Wir werden alle geisteskrank

Zum ersten Mal seit 1984 gibt es ein neues klinisches Diagnosekriterium für Alzheimer Demenz. Das am 19. April 2011 in Alzheimer und Demenz veröffentlichte Nationale Institut für Altern in Zusammenarbeit mit der Alzheimer-Gesellschaft hat das erweitert, was wir jetzt als Demenz betrachten.

Während die vorherigen Leitlinien nur ein Stadium – die Alzheimer-Demenz – anerkannten, schlagen die neuen Leitlinien vor, dass die Alzheimer-Krankheit in einem Kontinuum mit drei Stadien fortschreitet – einem frühen präklinischen Stadium ohne Symptome; ein mittleres Stadium der leichten kognitiven Beeinträchtigung (MCI); und ein Endstadium der Alzheimer-Demenz.

Diese neuen Richtlinien bilden einen festen Kausalzusammenhang. Was vorher nur eine Assoziationswahrscheinlichkeit war, wird heute als eine kausale Progression von Veränderungen im Gehirn, die keine Symptome haben, zu leichten Problemen mit dem Denken und dem Gedächtnis und dem Ende mit Demenz gesehen.

Was dies möglich machte, ist die Einführung neuer Tests, die die Gesundheit des Gehirns messen können, während die Person noch am Leben ist. In der Vergangenheit war der einzige Weg, um eine definitive Prognose von Demenz zu bekommen, eine Autopsie. Insbesondere mit funktionellen Magnetresonanztomographen ermöglicht der Einsatz von Biomarkern heute die Messung von Veränderungen im Gehirn, bevor Symptome auftreten, daher die neuen Leitlinien.

Dies leitet eine neue Ära des Fatalismus ein. Ungewollt fördern diese neuen Richtlinien die Angst vor Demenz. Eine Studie der MetLife Foundation aus dem Jahr 2010 berichtete, dass Menschen über 55 Angst haben, Alzheimer mehr zu bekommen als jede andere Krankheit – außer Krebs. Diese neuen Richtlinien erhöhen unsere Sensibilität für einen subtileren Denk- und Gedächtnisverlust. Es ist jedoch wichtig zu betonen, dass diese lineare Verbindung nicht so eindeutig ist, wie es Neurowissenschaftler zugeben würden.

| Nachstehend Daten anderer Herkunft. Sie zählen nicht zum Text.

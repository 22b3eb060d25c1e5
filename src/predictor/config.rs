
use crate::error::ConfigError;
use crate::predictor::counter::*;

/// The number of usable index bits in a 32-bit PC (the low 2 are dropped).
pub const MAX_PC_BITS: u32 = 30;

/// Upper bound on `history_bits + pc_bits`, the log2 of the total number of
/// counters allocated.
pub const MAX_TABLE_BITS: u32 = 26;

/// Bit-width parameters for a [`GApPredictor`](crate::predictor::GApPredictor).
#[derive(Clone, Copy, Debug, PartialEq, Eq)]
pub struct GApConfig {
    /// Width of the global history register (m). Each PHT has 2^m entries.
    pub history_bits: u32,

    /// Number of PC bits used to select a PHT (p). There are 2^p PHTs.
    pub pc_bits: u32,

    /// Width of each saturating counter (n).
    pub counter_bits: u32,
}
impl GApConfig {
    pub fn new(history_bits: u32, pc_bits: u32, counter_bits: u32) -> Self {
        Self { history_bits, pc_bits, counter_bits }
    }

    /// Check that the parameters describe a predictor we can build.
    pub fn validate(&self) -> Result<(), ConfigError> {
        if self.counter_bits == 0 {
            return Err(ConfigError::ZeroCounterWidth);
        }
        if self.counter_bits > MAX_COUNTER_BITS {
            return Err(ConfigError::CounterTooWide { bits: self.counter_bits });
        }
        if self.pc_bits > MAX_PC_BITS {
            return Err(ConfigError::PcBitsTooWide { bits: self.pc_bits });
        }
        let table_bits = self.history_bits.saturating_add(self.pc_bits);
        if table_bits > MAX_TABLE_BITS {
            return Err(ConfigError::TableTooLarge { bits: table_bits });
        }
        Ok(())
    }

    /// Number of pattern history tables.
    pub fn num_tables(&self) -> usize { 1 << self.pc_bits }

    /// Number of counters in each pattern history table.
    pub fn table_size(&self) -> usize { 1 << self.history_bits }

    /// Counter configuration for this predictor. Only meaningful once
    /// [`GApConfig::validate`] has succeeded.
    pub(crate) fn counter_cfg(&self) -> SaturatingCounterConfig {
        SaturatingCounterConfig::new(self.counter_bits as u8)
    }

    /// Total storage in bits, ignoring the history register.
    pub fn storage_bits(&self) -> usize {
        self.num_tables() * self.table_size() * self.counter_bits as usize
    }
}
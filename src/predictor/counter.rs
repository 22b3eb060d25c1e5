//! Implementation of a saturating counter.

use crate::branch::Outcome;
use crate::predictor::StatefulPredictor;

/// The widest supported counter. Counters are stored in a single byte.
pub const MAX_COUNTER_BITS: u32 = 8;

/// Configuration for building a [`SaturatingCounter`].
#[derive(Clone, Copy, Debug, PartialEq, Eq)]
pub struct SaturatingCounterConfig {
    /// Width of the counter in bits
    pub bits: u8,
}
impl SaturatingCounterConfig {
    pub fn new(bits: u8) -> Self {
        assert!(bits >= 1 && bits as u32 <= MAX_COUNTER_BITS);
        Self { bits }
    }

    /// The largest value the counter can hold.
    pub fn max_value(&self) -> u8 {
        ((1u16 << self.bits) - 1) as u8
    }

    /// Build a counter in the strongest not-taken state.
    pub fn build(self) -> SaturatingCounter {
        SaturatingCounter { cfg: self, ctr: 0 }
    }
}

/// An N-bit saturating counter used to follow the behavior of a branch.
///
/// The most-significant bit of the counter is the predicted direction.
#[derive(Clone, Copy, Debug)]
pub struct SaturatingCounter {
    cfg: SaturatingCounterConfig,
    ctr: u8,
}
impl SaturatingCounter {
    /// Return the raw counter value.
    pub fn value(&self) -> u8 { self.ctr }

    pub fn config(&self) -> SaturatingCounterConfig { self.cfg }

    /// Move towards 'taken', clamping at the maximum value.
    pub fn inc(&mut self) {
        if self.ctr < self.cfg.max_value() {
            self.ctr += 1;
        }
    }

    /// Move towards 'not-taken', clamping at zero.
    pub fn dec(&mut self) {
        self.ctr = self.ctr.saturating_sub(1);
    }
}

impl StatefulPredictor for SaturatingCounter {
    fn name(&self) -> &'static str { "SaturatingCounter" }
    fn predict(&self) -> Outcome {
        Outcome::from((self.ctr >> (self.cfg.bits - 1)) & 1 == 1)
    }
    fn reset(&mut self) {
        self.ctr = 0;
    }
    fn update(&mut self, outcome: Outcome) {
        match outcome {
            Outcome::T => self.inc(),
            Outcome::N => self.dec(),
        }
    }
}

MCI weisen auf Schwierigkeiten bei der Erinnerung und auf das Denken hin, die nicht normal sind, aber dennoch dem Individuum erlauben, unabhängig zu funktionieren. Viele – aber nicht alle – Menschen mit MCI entwickeln sich zu Alzheimer-Demenz. Es gibt jedoch einige wichtige Ursachen für MCI außer Demenz – die die Richtlinien nicht behandeln – einschließlich Medikamente, Schlaganfall oder Depression.

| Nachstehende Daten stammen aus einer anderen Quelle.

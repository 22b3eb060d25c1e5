//! Implementation of a set of pattern history tables (PHTs).

use crate::predictor::*;
use crate::predictor::counter::*;

/// A set of pattern history tables, each holding one [SaturatingCounter] per
/// possible global history value.
///
/// All tables live in a single contiguous allocation. Table `t` occupies
/// entries `[t * table_size, (t + 1) * table_size)`.
pub struct PatternHistoryTable {
    /// Saturating counter configuration
    cfg: SaturatingCounterConfig,

    /// Counters for all tables
    data: Vec<SaturatingCounter>,

    /// Number of tables
    num_tables: usize,

    /// Number of entries per table
    table_size: usize,
}
impl PatternHistoryTable {
    pub fn new(num_tables: usize, table_size: usize,
        cfg: SaturatingCounterConfig
    ) -> Self
    {
        assert!(num_tables.is_power_of_two());
        assert!(table_size.is_power_of_two());
        let data = vec![cfg.build(); num_tables * table_size];
        Self {
            cfg,
            data,
            num_tables,
            table_size,
        }
    }

    pub fn num_tables(&self) -> usize { self.num_tables }
    pub fn table_size(&self) -> usize { self.table_size }
    pub fn counter_cfg(&self) -> SaturatingCounterConfig { self.cfg }

    /// Return all counters belonging to a single table.
    pub fn table(&self, table: usize) -> &[SaturatingCounter] {
        assert!(table < self.num_tables, "PHT {} out of range", table);
        let base = table * self.table_size;
        &self.data[base..base + self.table_size]
    }

    /// Return every counter in every table.
    pub fn counters(&self) -> &[SaturatingCounter] { &self.data }

    /// Reset all counters.
    pub fn reset(&mut self) {
        for ctr in self.data.iter_mut() {
            ctr.reset();
        }
    }
}

impl PredictorTable for PatternHistoryTable {
    /// A (table, history) pair
    type Input<'a> = (usize, usize);
    type Index = usize;
    type Entry = SaturatingCounter;

    fn size(&self) -> usize { self.data.len() }

    // Out-of-range inputs are a bug in the caller: never wrap them.
    fn get_index(&self, (table, history): (usize, usize)) -> usize {
        assert!(table < self.num_tables, "PHT {} out of range", table);
        assert!(history < self.table_size, "GHR {} out of range", history);
        table * self.table_size + history
    }

    fn get_entry(&self, idx: usize) -> &SaturatingCounter {
        &self.data[idx]
    }

    fn get_entry_mut(&mut self, idx: usize) -> &mut SaturatingCounter {
        &mut self.data[idx]
    }
}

Es gibt andere Unstimmigkeiten in der Logik dieses kausalen Pfades. Bereits vor 30 Jahren berichtete M Marcel Mesulam von der Northwestern University über 6 Patienten mit fortschreitenden Wortfindungs- und Namensschwierigkeiten, die sich im Laufe der Jahre verschlimmerten, jedoch keine generalisierte Demenz entwickelten. Auch wenn die Verbindung zwischen MCI und Demenz hergestellt wurde, berichteten Mike Martin und seine Kollegen aus Zürich über die Ergebnisse ihrer Meta-Analyse und kamen zu dem Schluss, dass kognitive Interventionen bei älteren Erwachsenen zu mäßigen Leistungssteigerungen führen.

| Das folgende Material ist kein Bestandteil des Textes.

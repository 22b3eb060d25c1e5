
use bitvec::prelude::*;

use crate::branch::Outcome;

/// A global history register.
///
/// Bit 0 holds the most recent outcome. Shifting in a new outcome discards
/// the oldest bit, so the register never holds more than `len` bits.
#[derive(Clone, Debug)]
pub struct HistoryRegister {
    data: BitVec<usize, Lsb0>,
    len: usize,
}

// NOTE: This *reverses* the all of the bits and presents them in a format
// where the leftmost bit is the most-significant (index n) and the rightmost
// bit is the least-significant (index 0).
impl std::fmt::Display for HistoryRegister {
    fn fmt(&self, f: &mut std::fmt::Formatter) -> std::fmt::Result {
        let x: String = self.data.as_bitslice().iter().by_vals()
            .map(|b| if b { '1' } else { '0' })
            .rev()
            .collect();
        write!(f, "{}", x)
    }
}

impl HistoryRegister {
    /// Create a register with the specified length in bits.
    /// All bits in the register are initialized to zero.
    pub fn new(len: usize) -> Self {
        assert!(len <= usize::BITS as usize);
        Self {
            data: bitvec![usize, Lsb0; 0; len],
            len,
        }
    }

    pub fn len(&self) -> usize { self.len }
    pub fn is_empty(&self) -> bool { self.len == 0 }

    /// Returns a mask covering every bit in the register.
    pub fn mask(&self) -> usize {
        if self.len == usize::BITS as usize {
            usize::MAX
        } else {
            (1 << self.len) - 1
        }
    }

    /// Return the register as an integer.
    pub fn value(&self) -> usize {
        // Loading from an empty slice panics
        if self.is_empty() { 0 } else { self.data.load_le::<usize>() }
    }

    /// Shift the register left by one bit and insert an outcome as the
    /// least-significant bit. The most-significant bit is discarded.
    pub fn push(&mut self, outcome: Outcome) {
        if self.is_empty() { return; }
        self.data.shift_right(1);
        self.data.set(0, outcome.into());
    }

    /// Clear all bits in the register.
    pub fn reset(&mut self) {
        self.data.fill(false);
    }
}

#[cfg(test)]
mod test {
    use super::*;
    use rand::prelude::*;

    #[test]
    fn push_shifts_in_lsb() {
        let mut ghr = HistoryRegister::new(4);
        ghr.push(Outcome::T);
        assert_eq!(ghr.value(), 0b0001);
        ghr.push(Outcome::N);
        assert_eq!(ghr.value(), 0b0010);
        ghr.push(Outcome::T);
        ghr.push(Outcome::T);
        assert_eq!(ghr.value(), 0b1011);
        assert_eq!(ghr.to_string(), "1011");

        // The oldest bit falls off the top
        ghr.push(Outcome::N);
        assert_eq!(ghr.value(), 0b0110);
    }

    #[test]
    fn zero_width() {
        let mut ghr = HistoryRegister::new(0);
        ghr.push(Outcome::T);
        assert_eq!(ghr.value(), 0);
        assert_eq!(ghr.mask(), 0);
    }

    #[test]
    fn value_stays_within_width() {
        let mut rng = StdRng::seed_from_u64(0x6a70);
        for len in 1..=12 {
            let mut ghr = HistoryRegister::new(len);
            let mut model: usize = 0;
            for _ in 0..500 {
                let outcome = Outcome::from(rng.gen::<bool>());
                ghr.push(outcome);
                model = ((model << 1) | outcome as usize) & ghr.mask();
                assert!(ghr.value() < (1 << len));
                assert_eq!(ghr.value(), model);
            }
            ghr.reset();
            assert_eq!(ghr.value(), 0);
        }
    }
}
//! A trace-driven simulator for a two-level adaptive (GAp) branch predictor.

pub mod branch;
pub mod error;
pub mod history;
pub mod predictor;
pub mod sim;
pub mod stats;
pub mod trace;

pub use branch::*;
pub use error::*;
pub use history::*;
pub use predictor::*;
pub use sim::*;
pub use stats::*;
pub use trace::*;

Selbst wenn das Gehirn die Neuropathologie hat, diktiert es nicht das Verhalten. In der berühmten Nonnenstudie berichtete David Snowdon zum ersten Mal über diese seltsame Anomalie. Er stellte fest, dass ein Drittel der Nonnen, die sich von Demenz freigaben und handelten, bei der Autopsie an Alzheimer erkrankten. Zahlreiche Studien haben auch diesen Mangel an Korrelation zwischen der Krankheit und dem Verhalten festgestellt. In jüngerer Zeit berichtete Archana Balasubramanian mit Kollegen von der UCLA, dass 58 Personen, 90 Jahre und älter, die während der drei Jahre vor ihrem Tod keine Anzeichen von Demenz hatten, bei der Autopsie Anzeichen der Demenzerkrankung aufwiesen. Alle diese Studien erodieren die direkte lineare Verbindung zwischen der Krankheit und dem Verhalten. Es scheint andere vermittelnde und moderierende Faktoren zu geben, auf die sich die NIA-Richtlinien beziehen müssen, während Diagnose und Prognose verwechselt werden.